┌─ INFORMATION GIVEN

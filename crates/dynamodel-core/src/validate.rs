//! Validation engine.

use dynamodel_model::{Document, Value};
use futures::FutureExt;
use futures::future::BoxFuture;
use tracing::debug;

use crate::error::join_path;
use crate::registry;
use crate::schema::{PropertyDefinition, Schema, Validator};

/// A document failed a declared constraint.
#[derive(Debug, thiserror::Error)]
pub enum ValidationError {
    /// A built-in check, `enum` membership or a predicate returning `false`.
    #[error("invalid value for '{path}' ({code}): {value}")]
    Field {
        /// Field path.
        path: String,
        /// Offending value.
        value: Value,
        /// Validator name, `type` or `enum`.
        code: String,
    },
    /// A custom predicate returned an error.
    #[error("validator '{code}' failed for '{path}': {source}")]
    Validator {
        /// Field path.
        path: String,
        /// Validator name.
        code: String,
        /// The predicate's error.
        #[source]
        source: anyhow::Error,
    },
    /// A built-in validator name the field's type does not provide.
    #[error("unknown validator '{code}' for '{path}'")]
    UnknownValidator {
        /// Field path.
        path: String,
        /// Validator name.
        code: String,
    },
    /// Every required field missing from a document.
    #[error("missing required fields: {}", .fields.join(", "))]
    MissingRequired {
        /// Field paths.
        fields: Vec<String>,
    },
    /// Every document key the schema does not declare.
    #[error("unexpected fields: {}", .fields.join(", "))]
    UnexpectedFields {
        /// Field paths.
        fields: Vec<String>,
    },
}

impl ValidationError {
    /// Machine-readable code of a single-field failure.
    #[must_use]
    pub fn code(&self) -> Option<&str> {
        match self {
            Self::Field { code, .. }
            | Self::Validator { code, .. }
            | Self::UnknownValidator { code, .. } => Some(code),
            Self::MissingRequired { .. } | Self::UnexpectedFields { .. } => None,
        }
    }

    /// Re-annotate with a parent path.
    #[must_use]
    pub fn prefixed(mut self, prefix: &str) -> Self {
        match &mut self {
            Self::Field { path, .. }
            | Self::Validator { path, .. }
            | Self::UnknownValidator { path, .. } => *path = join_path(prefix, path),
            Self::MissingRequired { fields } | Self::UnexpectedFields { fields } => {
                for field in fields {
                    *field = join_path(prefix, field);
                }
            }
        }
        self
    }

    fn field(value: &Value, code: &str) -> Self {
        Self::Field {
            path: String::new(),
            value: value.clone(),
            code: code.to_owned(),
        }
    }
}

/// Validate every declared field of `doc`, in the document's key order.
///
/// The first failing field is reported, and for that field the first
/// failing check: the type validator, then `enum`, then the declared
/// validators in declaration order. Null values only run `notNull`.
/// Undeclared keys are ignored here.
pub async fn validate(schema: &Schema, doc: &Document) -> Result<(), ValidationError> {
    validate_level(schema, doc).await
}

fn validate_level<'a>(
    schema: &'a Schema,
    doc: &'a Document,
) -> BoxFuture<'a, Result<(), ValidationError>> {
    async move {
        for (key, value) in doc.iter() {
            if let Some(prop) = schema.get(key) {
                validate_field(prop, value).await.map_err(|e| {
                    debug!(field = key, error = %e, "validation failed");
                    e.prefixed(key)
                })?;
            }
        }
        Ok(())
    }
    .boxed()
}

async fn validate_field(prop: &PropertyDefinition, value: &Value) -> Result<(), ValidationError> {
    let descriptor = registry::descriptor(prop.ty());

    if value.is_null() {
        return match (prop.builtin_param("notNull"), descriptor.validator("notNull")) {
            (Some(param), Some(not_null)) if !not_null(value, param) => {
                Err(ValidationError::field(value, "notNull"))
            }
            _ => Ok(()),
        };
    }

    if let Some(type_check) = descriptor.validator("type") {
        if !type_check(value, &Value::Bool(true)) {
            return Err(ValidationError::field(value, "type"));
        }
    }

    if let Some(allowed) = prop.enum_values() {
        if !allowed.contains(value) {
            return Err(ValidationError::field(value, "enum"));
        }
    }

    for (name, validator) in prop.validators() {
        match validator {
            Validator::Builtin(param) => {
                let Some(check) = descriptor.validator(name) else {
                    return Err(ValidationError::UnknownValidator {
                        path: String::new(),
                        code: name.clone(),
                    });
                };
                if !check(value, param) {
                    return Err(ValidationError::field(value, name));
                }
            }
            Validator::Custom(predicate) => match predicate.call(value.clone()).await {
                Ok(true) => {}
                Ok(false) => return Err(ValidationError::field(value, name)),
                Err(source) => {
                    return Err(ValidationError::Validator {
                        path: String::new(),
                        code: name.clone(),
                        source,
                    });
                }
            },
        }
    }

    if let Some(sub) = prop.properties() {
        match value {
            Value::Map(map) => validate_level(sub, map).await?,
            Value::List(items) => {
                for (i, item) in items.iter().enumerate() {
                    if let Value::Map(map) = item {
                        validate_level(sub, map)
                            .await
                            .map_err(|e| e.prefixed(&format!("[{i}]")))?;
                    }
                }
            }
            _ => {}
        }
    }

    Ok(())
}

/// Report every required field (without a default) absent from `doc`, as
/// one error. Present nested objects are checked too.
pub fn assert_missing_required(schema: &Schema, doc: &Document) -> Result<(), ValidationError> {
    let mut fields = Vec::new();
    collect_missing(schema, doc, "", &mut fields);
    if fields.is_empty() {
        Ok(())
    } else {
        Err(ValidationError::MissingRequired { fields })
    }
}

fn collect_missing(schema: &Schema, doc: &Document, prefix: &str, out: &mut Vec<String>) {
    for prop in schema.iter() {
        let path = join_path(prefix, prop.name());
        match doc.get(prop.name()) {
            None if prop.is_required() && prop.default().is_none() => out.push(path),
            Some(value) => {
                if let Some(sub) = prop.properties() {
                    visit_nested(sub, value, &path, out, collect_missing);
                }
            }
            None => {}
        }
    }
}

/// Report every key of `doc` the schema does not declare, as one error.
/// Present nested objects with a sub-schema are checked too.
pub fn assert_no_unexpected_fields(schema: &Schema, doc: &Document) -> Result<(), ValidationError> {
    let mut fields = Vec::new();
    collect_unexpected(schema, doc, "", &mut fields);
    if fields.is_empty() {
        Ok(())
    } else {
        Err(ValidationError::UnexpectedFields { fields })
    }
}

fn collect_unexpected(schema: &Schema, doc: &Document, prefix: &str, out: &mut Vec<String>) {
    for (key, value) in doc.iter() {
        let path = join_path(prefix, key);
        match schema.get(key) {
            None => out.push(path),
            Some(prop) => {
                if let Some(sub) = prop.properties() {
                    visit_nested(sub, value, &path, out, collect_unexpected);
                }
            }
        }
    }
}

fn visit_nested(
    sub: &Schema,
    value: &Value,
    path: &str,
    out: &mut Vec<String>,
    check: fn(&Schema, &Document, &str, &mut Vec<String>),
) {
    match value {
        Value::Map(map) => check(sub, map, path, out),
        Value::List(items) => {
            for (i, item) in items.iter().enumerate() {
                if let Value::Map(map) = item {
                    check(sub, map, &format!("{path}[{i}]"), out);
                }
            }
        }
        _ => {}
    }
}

└─
┌─ INFORMATION GIVEN

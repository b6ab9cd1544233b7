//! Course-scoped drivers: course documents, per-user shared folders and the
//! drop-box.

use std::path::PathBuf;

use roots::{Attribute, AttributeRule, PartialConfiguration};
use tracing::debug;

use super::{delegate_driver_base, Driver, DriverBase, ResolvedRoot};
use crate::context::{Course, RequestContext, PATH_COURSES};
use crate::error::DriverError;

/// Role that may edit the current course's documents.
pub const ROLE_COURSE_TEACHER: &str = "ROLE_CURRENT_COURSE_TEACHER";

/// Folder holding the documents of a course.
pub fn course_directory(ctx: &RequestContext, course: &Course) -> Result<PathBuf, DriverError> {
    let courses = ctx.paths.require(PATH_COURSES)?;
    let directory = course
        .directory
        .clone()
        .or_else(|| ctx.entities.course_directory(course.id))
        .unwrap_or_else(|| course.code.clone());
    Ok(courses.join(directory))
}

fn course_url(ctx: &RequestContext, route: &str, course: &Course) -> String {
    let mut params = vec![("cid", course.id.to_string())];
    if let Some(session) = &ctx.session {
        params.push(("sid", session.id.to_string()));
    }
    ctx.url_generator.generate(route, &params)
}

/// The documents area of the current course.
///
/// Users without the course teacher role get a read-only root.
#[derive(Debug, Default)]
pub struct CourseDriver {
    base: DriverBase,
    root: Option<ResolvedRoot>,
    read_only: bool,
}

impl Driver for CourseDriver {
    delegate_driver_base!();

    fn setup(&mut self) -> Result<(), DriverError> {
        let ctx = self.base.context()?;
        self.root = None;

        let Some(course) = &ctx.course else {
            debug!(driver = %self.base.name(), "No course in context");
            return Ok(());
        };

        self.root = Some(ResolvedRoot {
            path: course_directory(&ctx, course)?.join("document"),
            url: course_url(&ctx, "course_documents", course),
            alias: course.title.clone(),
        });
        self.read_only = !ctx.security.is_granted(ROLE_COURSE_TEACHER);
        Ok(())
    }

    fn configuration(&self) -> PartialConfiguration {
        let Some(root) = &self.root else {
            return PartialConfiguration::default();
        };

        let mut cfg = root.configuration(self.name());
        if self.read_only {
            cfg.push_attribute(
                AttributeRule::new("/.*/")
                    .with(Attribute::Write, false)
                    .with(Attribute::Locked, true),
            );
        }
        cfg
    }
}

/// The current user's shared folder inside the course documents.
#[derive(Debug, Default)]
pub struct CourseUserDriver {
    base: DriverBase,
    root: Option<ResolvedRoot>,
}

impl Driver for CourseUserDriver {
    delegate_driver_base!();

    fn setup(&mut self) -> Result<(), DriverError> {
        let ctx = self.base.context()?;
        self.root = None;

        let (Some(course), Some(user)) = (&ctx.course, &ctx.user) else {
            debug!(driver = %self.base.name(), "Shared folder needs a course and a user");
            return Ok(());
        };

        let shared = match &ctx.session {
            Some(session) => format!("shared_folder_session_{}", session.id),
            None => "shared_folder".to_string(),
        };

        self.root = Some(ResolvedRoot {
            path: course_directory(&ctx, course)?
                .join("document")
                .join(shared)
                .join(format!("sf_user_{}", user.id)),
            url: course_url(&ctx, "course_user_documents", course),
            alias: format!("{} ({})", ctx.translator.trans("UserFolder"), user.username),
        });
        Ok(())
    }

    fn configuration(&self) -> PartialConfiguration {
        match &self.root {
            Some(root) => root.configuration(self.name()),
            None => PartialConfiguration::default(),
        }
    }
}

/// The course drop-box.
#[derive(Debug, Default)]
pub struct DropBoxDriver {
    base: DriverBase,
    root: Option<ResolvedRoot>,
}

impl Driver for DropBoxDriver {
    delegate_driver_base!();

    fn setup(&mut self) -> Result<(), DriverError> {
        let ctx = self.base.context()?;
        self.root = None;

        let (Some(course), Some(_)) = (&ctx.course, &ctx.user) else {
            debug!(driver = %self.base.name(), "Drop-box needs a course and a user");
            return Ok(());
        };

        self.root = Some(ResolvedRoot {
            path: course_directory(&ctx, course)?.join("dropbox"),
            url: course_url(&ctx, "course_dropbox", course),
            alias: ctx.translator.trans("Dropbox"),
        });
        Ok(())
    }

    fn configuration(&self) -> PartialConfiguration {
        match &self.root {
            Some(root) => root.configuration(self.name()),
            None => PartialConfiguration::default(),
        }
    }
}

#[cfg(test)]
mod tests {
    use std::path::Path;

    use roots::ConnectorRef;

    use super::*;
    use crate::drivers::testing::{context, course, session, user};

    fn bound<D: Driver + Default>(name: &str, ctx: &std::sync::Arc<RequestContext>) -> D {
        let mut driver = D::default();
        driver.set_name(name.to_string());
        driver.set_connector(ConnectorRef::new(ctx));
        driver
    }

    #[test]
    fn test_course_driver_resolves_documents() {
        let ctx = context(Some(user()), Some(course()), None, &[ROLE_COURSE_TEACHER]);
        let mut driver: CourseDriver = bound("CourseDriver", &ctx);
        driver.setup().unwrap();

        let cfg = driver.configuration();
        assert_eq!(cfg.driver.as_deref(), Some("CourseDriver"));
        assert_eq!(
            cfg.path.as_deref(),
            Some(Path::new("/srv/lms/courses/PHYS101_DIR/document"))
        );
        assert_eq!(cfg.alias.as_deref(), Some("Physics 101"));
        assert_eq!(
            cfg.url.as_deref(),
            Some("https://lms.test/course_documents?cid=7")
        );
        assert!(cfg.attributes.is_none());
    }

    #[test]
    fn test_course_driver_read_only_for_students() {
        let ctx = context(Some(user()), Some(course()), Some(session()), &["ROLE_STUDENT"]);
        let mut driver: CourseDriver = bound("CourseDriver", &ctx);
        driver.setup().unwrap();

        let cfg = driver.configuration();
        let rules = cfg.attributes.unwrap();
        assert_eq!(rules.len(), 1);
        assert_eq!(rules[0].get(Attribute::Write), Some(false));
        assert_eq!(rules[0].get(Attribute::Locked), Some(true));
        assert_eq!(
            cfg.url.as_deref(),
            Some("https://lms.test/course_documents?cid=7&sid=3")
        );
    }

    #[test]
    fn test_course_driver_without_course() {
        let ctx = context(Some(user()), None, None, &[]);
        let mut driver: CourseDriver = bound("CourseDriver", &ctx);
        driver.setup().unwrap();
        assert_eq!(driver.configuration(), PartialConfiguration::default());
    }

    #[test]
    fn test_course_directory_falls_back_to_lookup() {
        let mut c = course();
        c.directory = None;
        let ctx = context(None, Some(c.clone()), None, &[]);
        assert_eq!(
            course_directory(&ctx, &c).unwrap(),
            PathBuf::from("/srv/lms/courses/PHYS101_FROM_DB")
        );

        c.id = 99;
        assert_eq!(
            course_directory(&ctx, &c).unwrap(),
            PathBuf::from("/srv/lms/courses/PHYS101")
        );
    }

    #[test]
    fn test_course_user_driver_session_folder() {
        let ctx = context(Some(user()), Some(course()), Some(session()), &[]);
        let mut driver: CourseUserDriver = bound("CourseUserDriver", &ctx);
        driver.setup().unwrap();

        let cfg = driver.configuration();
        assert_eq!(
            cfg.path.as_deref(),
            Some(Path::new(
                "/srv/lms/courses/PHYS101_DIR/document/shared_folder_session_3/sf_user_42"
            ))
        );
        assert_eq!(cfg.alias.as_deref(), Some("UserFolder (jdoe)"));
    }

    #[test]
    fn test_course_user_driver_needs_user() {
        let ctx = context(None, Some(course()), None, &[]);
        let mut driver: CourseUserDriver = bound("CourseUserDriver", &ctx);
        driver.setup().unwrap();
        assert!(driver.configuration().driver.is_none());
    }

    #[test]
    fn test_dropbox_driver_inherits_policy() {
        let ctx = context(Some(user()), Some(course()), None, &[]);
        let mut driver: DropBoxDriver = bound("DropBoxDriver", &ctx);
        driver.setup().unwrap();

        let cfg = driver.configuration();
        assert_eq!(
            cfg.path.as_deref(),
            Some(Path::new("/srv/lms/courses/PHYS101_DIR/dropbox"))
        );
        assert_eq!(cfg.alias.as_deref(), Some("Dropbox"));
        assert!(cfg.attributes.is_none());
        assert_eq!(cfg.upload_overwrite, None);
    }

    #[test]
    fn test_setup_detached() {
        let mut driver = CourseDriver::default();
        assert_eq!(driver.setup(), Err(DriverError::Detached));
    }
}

└─
┌─ INFORMATION GIVEN

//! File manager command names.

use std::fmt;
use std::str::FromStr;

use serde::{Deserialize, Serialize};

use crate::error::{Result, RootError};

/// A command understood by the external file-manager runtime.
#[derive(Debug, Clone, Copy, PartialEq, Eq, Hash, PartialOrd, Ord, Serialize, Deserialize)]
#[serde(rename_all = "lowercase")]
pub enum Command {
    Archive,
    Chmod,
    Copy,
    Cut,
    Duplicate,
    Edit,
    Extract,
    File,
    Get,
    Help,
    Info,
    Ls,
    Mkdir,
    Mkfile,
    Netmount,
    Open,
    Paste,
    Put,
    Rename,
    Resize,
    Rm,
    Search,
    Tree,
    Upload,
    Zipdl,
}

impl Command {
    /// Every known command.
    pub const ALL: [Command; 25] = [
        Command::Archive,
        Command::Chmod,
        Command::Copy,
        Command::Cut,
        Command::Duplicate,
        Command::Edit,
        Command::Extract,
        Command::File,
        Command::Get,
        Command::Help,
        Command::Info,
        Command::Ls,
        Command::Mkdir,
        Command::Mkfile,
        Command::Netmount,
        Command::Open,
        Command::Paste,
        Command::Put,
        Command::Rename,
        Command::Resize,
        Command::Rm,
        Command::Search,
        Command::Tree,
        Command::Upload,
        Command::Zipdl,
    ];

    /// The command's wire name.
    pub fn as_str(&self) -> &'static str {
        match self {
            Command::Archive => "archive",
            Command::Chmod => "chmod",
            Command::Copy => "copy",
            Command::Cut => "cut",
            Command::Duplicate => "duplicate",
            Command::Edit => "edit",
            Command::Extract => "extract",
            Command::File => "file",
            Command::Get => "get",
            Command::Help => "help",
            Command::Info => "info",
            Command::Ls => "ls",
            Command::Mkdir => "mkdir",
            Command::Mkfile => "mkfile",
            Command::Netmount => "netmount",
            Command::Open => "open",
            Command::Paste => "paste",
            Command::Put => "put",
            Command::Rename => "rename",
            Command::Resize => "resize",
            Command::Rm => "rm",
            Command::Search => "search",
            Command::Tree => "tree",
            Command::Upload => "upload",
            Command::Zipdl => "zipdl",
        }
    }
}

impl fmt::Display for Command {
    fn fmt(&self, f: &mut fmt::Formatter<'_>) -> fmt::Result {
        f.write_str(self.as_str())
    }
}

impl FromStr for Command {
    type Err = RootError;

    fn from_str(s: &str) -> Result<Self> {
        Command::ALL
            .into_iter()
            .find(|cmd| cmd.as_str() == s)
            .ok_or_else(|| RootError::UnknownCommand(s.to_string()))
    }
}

└─

Filter the entries above down to the lines that contain "struct".

pub struct CourseDriver {
pub struct CourseUserDriver {
pub struct DropBoxDriver {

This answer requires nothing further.